In Chile, a handful of industrial fishing companies hold the largest quotas for fishing for merluza, jurel, anchovies.  The Corpesca case is an investigation into payments made to influence the decisions made when the quotas were handed out under the Lonquiera law.

Corpesca is 77% controlled by Grupo Angelini.  The case is called Corpesca because that is the company accused of paying bribes.  These monies were directed to politicians by having persons present fake invoices to the tax authorities.  (In Chile companies create their invoices right on the web site of the tax service.) These fake invoices were presented by Carolina Zúñiga and family members, Alexis and Marcelo Ramírez Quiroz, two former policemen, Bárbara Molina Ellis, and Raúl Arrieta.

The Longuiera Law or Ley de Pesca (Fishing Law) granted quotas to 9 different industrial fishers and left small fisherman with a small percentage of the allowed harvest.  Small fishermen have called for this law to be modified in light of the apparent bribes to affect its outcome.  These small fishermen protest frequently against rules that, for example, require their boats to be equipped with GPS trackers to monitor that they are not going outside their allowed areas.

The case is being investigated by the same team of prosecutors who are investigating the SQM and Penta cases. The lead prosecutor is Sabas Chahuán.

Among the politicians accused of taking money from Corpesca is Jaine Orpis (UDI).  He is accused of taking $230 million CLP in bribes from Corpesca.

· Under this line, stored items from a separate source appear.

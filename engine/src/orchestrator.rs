use std::collections::HashMap;

use chrono::{DateTime, Utc};
use market::Quote;
use state::PersistedState;
use tracing::debug;

use crate::condition::AssetAlerts;
use crate::evaluator::{TriggeredAlert, evaluate};

/// Runs every configured (ticker, condition) pair against this run's quotes.
///
/// Tickers without a quote are skipped: one failed fetch must not hold up
/// the rest. The result keeps configuration order.
pub fn evaluate_all(
    alerts: &[AssetAlerts],
    quotes: &HashMap<String, Quote>,
    state: &mut PersistedState,
    now: DateTime<Utc>,
) -> Vec<TriggeredAlert> {
    let mut triggered = Vec::new();

    for asset in alerts {
        let Some(quote) = quotes.get(&asset.ticker) else {
            debug!(ticker = %asset.ticker, "no quote this run, skipping conditions");
            continue;
        };

        for condition in &asset.conditions {
            if let Some(alert) = evaluate(state, asset, condition, quote, now) {
                triggered.push(alert);
            }
        }
    }

    triggered
}
use std::collections::HashMap;

use async_trait::async_trait;
use tracing::warn;

use crate::errors::QuoteError;
use crate::types::Quote;

/// Anything that can turn a ticker into a current price.
///
/// Implementors only need `fetch_quote`; `fetch_quotes` layers the
/// partial-failure contract on top: a ticker that fails is logged and left out
/// of the result, and only a run where every ticker failed is an error.
#[async_trait]
pub trait QuoteSource: Send + Sync {
    async fn fetch_quote(&self, ticker: &str) -> Result<Quote, QuoteError>;

    async fn fetch_quotes(&self, tickers: &[String]) -> Result<HashMap<String, Quote>, QuoteError> {
        let mut quotes = HashMap::with_capacity(tickers.len());
        let mut last_err = None;

        for ticker in tickers {
            match self.fetch_quote(ticker).await {
                Ok(quote) => {
                    quotes.insert(ticker.clone(), quote);
                }
                Err(e) => {
                    warn!(ticker = %ticker, error = %e, "quote fetch failed, skipping ticker");
                    last_err = Some(e);
                }
            }
        }

        match last_err {
            Some(last) if quotes.is_empty() => Err(QuoteError::AllQuotesFailed {
                attempted: tickers.len(),
                last: Box::new(last),
            }),
            _ => Ok(quotes),
        }
    }
}
//! Configuration file loading.
//!
//! The file is TOML. `${VAR}` references anywhere in it are replaced with the
//! environment variable's value before parsing; references to unset or empty
//! variables are left as written. Parsing produces a raw, permissive view
//! which [`Settings::from_raw`] validates into the typed alert conditions the
//! engine works with. Nothing touches the network or the state file until
//! this has succeeded.

use std::collections::HashSet;
use std::env;
use std::fs;
use std::path::{Path, PathBuf};

use chrono::Duration;
use engine::{AlertCondition, AssetAlerts, ConditionKind, Period};
use notify::NtfyConfig;
use notify::ntfy::types::DEFAULT_PRIORITY;
use once_cell::sync::Lazy;
use regex::{Captures, Regex};
use serde::Deserialize;
use state::DEFAULT_RETENTION_DAYS;

use crate::error::ConfigError;

pub const DEFAULT_STATE_FILE: &str = "state.json";

static ENV_VAR: Lazy<Regex> =
    Lazy::new(|| Regex::new(r"\$\{([^}]+)\}").expect("env var pattern is valid"));

#[derive(Debug, Deserialize)]
pub struct RawConfig {
    #[serde(default)]
    pub ntfy: NtfyConfig,

    /// How often the external scheduler is expected to run us. Informational.
    #[serde(default)]
    pub check_interval: Option<String>,

    #[serde(default)]
    pub state: RawStateConfig,

    #[serde(default)]
    pub alerts: Vec<RawAlert>,
}

#[derive(Debug, Default, Deserialize)]
pub struct RawStateConfig {
    pub path: Option<PathBuf>,
    pub retention: Option<String>,
}

#[derive(Debug, Deserialize)]
pub struct RawAlert {
    #[serde(default)]
    pub ticker: String,
    pub name: Option<String>,
    #[serde(default)]
    pub conditions: Vec<RawCondition>,
}

#[derive(Debug, Deserialize)]
pub struct RawCondition {
    #[serde(rename = "type", default)]
    pub kind: String,
    #[serde(default)]
    pub value: f64,
    pub period: Option<String>,
    pub message: Option<String>,
}

/// Validated configuration.
#[derive(Debug, Clone)]
pub struct Settings {
    pub ntfy: NtfyConfig,
    pub check_interval: Option<String>,
    /// State file from the config, as written (may be relative).
    pub state_path: Option<PathBuf>,
    /// How long price history is kept.
    pub retention: Duration,
    /// Upper-cased tickers, configuration order.
    pub alerts: Vec<AssetAlerts>,
}

impl Settings {
    pub fn load(path: &Path) -> Result<Self, ConfigError> {
        let content = fs::read_to_string(path).map_err(|source| ConfigError::Read {
            path: path.to_path_buf(),
            source,
        })?;

        Self::from_toml_str(&content)
    }

    pub fn from_toml_str(content: &str) -> Result<Self, ConfigError> {
        let expanded = expand_env_vars(content);
        let raw: RawConfig = toml::from_str(&expanded)?;
        Self::from_raw(raw)
    }

    pub fn from_raw(raw: RawConfig) -> Result<Self, ConfigError> {
        let ntfy = validate_ntfy(raw.ntfy)?;

        if raw.alerts.is_empty() {
            return Err(invalid("at least one alert is required"));
        }

        let alerts = raw
            .alerts
            .into_iter()
            .enumerate()
            .map(|(i, alert)| validate_alert(i, alert))
            .collect::<Result<Vec<_>, _>>()?;

        let retention = match raw.state.retention.as_deref() {
            Some(text) => text
                .parse::<Period>()
                .map(|p| p.duration())
                .map_err(|e| invalid(format!("state.retention: {e}")))?,
            None => Duration::days(DEFAULT_RETENTION_DAYS),
        };

        Ok(Self {
            ntfy,
            check_interval: raw.check_interval,
            state_path: raw.state.path,
            retention,
            alerts,
        })
    }

    /// Every configured ticker once, in first-seen order.
    pub fn unique_tickers(&self) -> Vec<String> {
        let mut seen = HashSet::new();
        self.alerts
            .iter()
            .filter(|a| seen.insert(a.ticker.as_str()))
            .map(|a| a.ticker.clone())
            .collect()
    }

    /// State file to use: the command-line override, else the configured
    /// path (relative to the config file), else `state.json` next to the
    /// config file.
    pub fn resolve_state_path(&self, override_path: Option<&Path>, config_path: &Path) -> PathBuf {
        if let Some(path) = override_path {
            return path.to_path_buf();
        }

        let config_dir = config_path.parent().unwrap_or_else(|| Path::new(""));
        match &self.state_path {
            Some(path) if path.is_absolute() => path.clone(),
            Some(path) => config_dir.join(path),
            None => config_dir.join(DEFAULT_STATE_FILE),
        }
    }
}

fn expand_env_vars(content: &str) -> String {
    ENV_VAR
        .replace_all(content, |caps: &Captures| {
            env::var(&caps[1])
                .ok()
                .filter(|v| !v.is_empty())
                .unwrap_or_else(|| caps[0].to_string())
        })
        .into_owned()
}

fn invalid(msg: impl Into<String>) -> ConfigError {
    ConfigError::Invalid(msg.into())
}

fn validate_ntfy(mut ntfy: NtfyConfig) -> Result<NtfyConfig, ConfigError> {
    if ntfy.priority == 0 {
        ntfy.priority = DEFAULT_PRIORITY;
    }
    if ntfy.server.trim().is_empty() {
        return Err(invalid("ntfy.server is required"));
    }
    if ntfy.topic.trim().is_empty() {
        return Err(invalid("ntfy.topic is required"));
    }
    if !(1..=5).contains(&ntfy.priority) {
        return Err(invalid("ntfy.priority must be between 1 and 5"));
    }
    Ok(ntfy)
}

fn validate_alert(i: usize, alert: RawAlert) -> Result<AssetAlerts, ConfigError> {
    let ticker = alert.ticker.trim().to_uppercase();
    if ticker.is_empty() {
        return Err(invalid(format!("alerts[{i}].ticker is required")));
    }
    if alert.conditions.is_empty() {
        return Err(invalid(format!("alerts[{i}].conditions is required")));
    }

    let conditions = alert
        .conditions
        .into_iter()
        .enumerate()
        .map(|(j, c)| {
            validate_condition(c).map_err(|e| invalid(format!("alerts[{i}].conditions[{j}]: {e}")))
        })
        .collect::<Result<Vec<_>, _>>()?;

    Ok(AssetAlerts {
        ticker,
        name: alert.name.filter(|n| !n.trim().is_empty()),
        conditions,
    })
}

fn validate_condition(c: RawCondition) -> Result<AlertCondition, String> {
    let period = || -> Result<Period, String> {
        let text = c
            .period
            .as_deref()
            .filter(|p| !p.trim().is_empty())
            .ok_or_else(|| format!("period is required for {} conditions", c.kind))?;
        text.parse().map_err(|e| format!("{e}"))
    };

    let kind = match c.kind.as_str() {
        "above" => ConditionKind::Above,
        "below" => ConditionKind::Below,
        "percent_change" => ConditionKind::PercentChange { period: period()? },
        "absolute_change" => ConditionKind::AbsoluteChange { period: period()? },
        other => {
            return Err(format!(
                "invalid type {other:?} (must be above, below, percent_change or absolute_change)"
            ));
        }
    };

    if !c.value.is_finite() || c.value <= 0.0 {
        return Err("value must be positive".to_string());
    }

    Ok(AlertCondition {
        kind,
        threshold: c.value,
        message: c.message.filter(|m| !m.is_empty()),
    })
}
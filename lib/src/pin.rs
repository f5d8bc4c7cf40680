// SPDX-FileCopyrightText: 2026 Kent Gibson <warthog618@gmail.com>
//
// SPDX-License-Identifier: Apache-2.0 OR MIT

use crate::Error;
use embedded_hal::digital::PinState;
use gpiocdev::line::{Config, Direction, Offset, Value};
use gpiocdev::Request;
use std::path::Path;

/// The consumer label applied to lines requested by [`OutputLine`].
pub const DEFAULT_CONSUMER: &str = "squarewave";

/// Places a pin into output mode.
///
/// This is the initialisation step that must precede any write to the pin.
/// Implementations must be idempotent - configuring a pin that is already an
/// output leaves it an output and is not an error.
pub trait ConfigureOutput: embedded_hal::digital::ErrorType {
    /// Set the pin to output mode.
    fn configure_output(&mut self) -> Result<(), Self::Error>;
}

/// Options applied when requesting an [`OutputLine`].
#[derive(Clone, Debug, Eq, PartialEq)]
pub struct LineOptions {
    /// The consumer label reported for the requested line.
    pub consumer: String,

    /// Treat the line as active-low, so high drives the physical line low.
    pub active_low: bool,
}

impl Default for LineOptions {
    fn default() -> Self {
        LineOptions {
            consumer: DEFAULT_CONSUMER.into(),
            active_low: false,
        }
    }
}

/// A single GPIO line requested as an output.
///
/// Provides [`embedded_hal::digital::OutputPin`] for a [`gpiocdev::Request`]
/// containing exactly one line.
///
/// Holding the [`OutputLine`] grants exclusive access to the line.
/// The line is released when the [`OutputLine`] is dropped.
#[derive(Debug)]
pub struct OutputLine {
    req: Request,
    offset: Offset,
    config: Config,
}

impl OutputLine {
    /// Request the line at `offset` on `chip` as an output, initially low.
    ///
    /// ```no_run
    /// # fn example() -> Result<(), gpiocdev_squarewave::Error> {
    /// use embedded_hal::digital::OutputPin;
    ///
    /// let mut line = gpiocdev_squarewave::OutputLine::new("/dev/gpiochip0", 17)?;
    /// line.set_high()?;
    /// # Ok(())
    /// # }
    /// ```
    pub fn new<P>(chip: P, offset: Offset) -> Result<Self, Error>
    where
        P: AsRef<Path>,
    {
        Self::with_options(chip, offset, &LineOptions::default())
    }

    /// Request the line at `offset` on `chip` as an output using the given options.
    pub fn with_options<P>(chip: P, offset: Offset, opts: &LineOptions) -> Result<Self, Error>
    where
        P: AsRef<Path>,
    {
        let mut builder = Request::builder();
        builder
            .on_chip(chip.as_ref())
            .with_consumer(opts.consumer.as_str())
            .with_line(offset)
            .as_output(Value::Inactive);
        if opts.active_low {
            builder.as_active_low();
        }
        OutputLine::try_from(builder.request()?)
    }

    /// Find the line with the given name and request it as an output.
    ///
    /// ```no_run
    /// # fn example() -> Result<(), gpiocdev_squarewave::Error> {
    /// let line = gpiocdev_squarewave::OutputLine::from_name("GPIO17", &Default::default())?;
    /// # Ok(())
    /// # }
    /// ```
    pub fn from_name(name: &str, opts: &LineOptions) -> Result<Self, Error> {
        let fl = gpiocdev::find_named_line(name).ok_or_else(|| Error::UnfoundLine(name.into()))?;
        let mut builder = Request::builder();
        builder
            .with_found_line(&fl)
            .with_consumer(opts.consumer.as_str())
            .as_output(Value::Inactive);
        if opts.active_low {
            builder.as_active_low();
        }
        OutputLine::try_from(builder.request()?)
    }

    /// The offset of the line on its chip.
    pub fn offset(&self) -> Offset {
        self.offset
    }

    /// The most recently set logical value, if any.
    pub fn value(&self) -> Option<Value> {
        self.config.value
    }

    fn set_state(&mut self, state: PinState) -> Result<(), Error> {
        let value = state_to_value(state);
        if self.config.value != Some(value) {
            self.req.set_value(self.offset, value)?;
            self.config.value = Some(value);
        }
        Ok(())
    }
}

impl TryFrom<Request> for OutputLine {
    type Error = Error;

    /// Wrap a single line [`gpiocdev::Request`].
    ///
    /// The line need not already be an output - [`ConfigureOutput`] will
    /// switch it.
    fn try_from(req: Request) -> Result<Self, Self::Error> {
        let config = req.config();
        let offsets = config.lines();
        if offsets.len() != 1 {
            return Err(Error::MultipleLinesRequested);
        }
        let offset = offsets[0];
        let line_config = config
            .line_config(offset)
            .cloned()
            .ok_or(Error::MultipleLinesRequested)?;
        Ok(OutputLine {
            req,
            offset,
            config: line_config,
        })
    }
}

impl From<OutputLine> for Request {
    fn from(line: OutputLine) -> Self {
        line.req
    }
}

impl ConfigureOutput for OutputLine {
    fn configure_output(&mut self) -> Result<(), Error> {
        if self.config.direction == Some(Direction::Output) {
            return Ok(());
        }
        let value = self.config.value.unwrap_or_default();
        let mut config = self.req.config();
        config.from_line_config(&self.config).as_output(value);
        self.req.reconfigure(&config)?;
        self.config.direction = Some(Direction::Output);
        self.config.value = Some(value);
        Ok(())
    }
}

impl embedded_hal::digital::OutputPin for OutputLine {
    #[inline]
    fn set_low(&mut self) -> Result<(), Self::Error> {
        self.set_state(PinState::Low)
    }

    #[inline]
    fn set_high(&mut self) -> Result<(), Self::Error> {
        self.set_state(PinState::High)
    }
}

impl embedded_hal::digital::ErrorType for OutputLine {
    type Error = Error;
}

// active-low is applied by the kernel, so the logical value is unaffected.
fn state_to_value(state: PinState) -> Value {
    match state {
        PinState::High => Value::Active,
        PinState::Low => Value::Inactive,
    }
}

There is a criminal complaint against Senator Orpis  for bribery.  He is accused of taking 230 million CLP in exchange for a favorable vote on the Ley Pesca (new fishing law that granted fishing quotas).

Charges have also been brought by Deputy Hugo Gutiérrez (PC) against Senator Antonio Horvath (ind.) for bribery.  He also brought charges against all the members of the Fishing Committee in the Senate who oversaw the passage of the Longuiera fishing law:  Fulvio Rossi, Carlos Bianchi, Alejandro García-Huidobro, and Hosaín Sabag.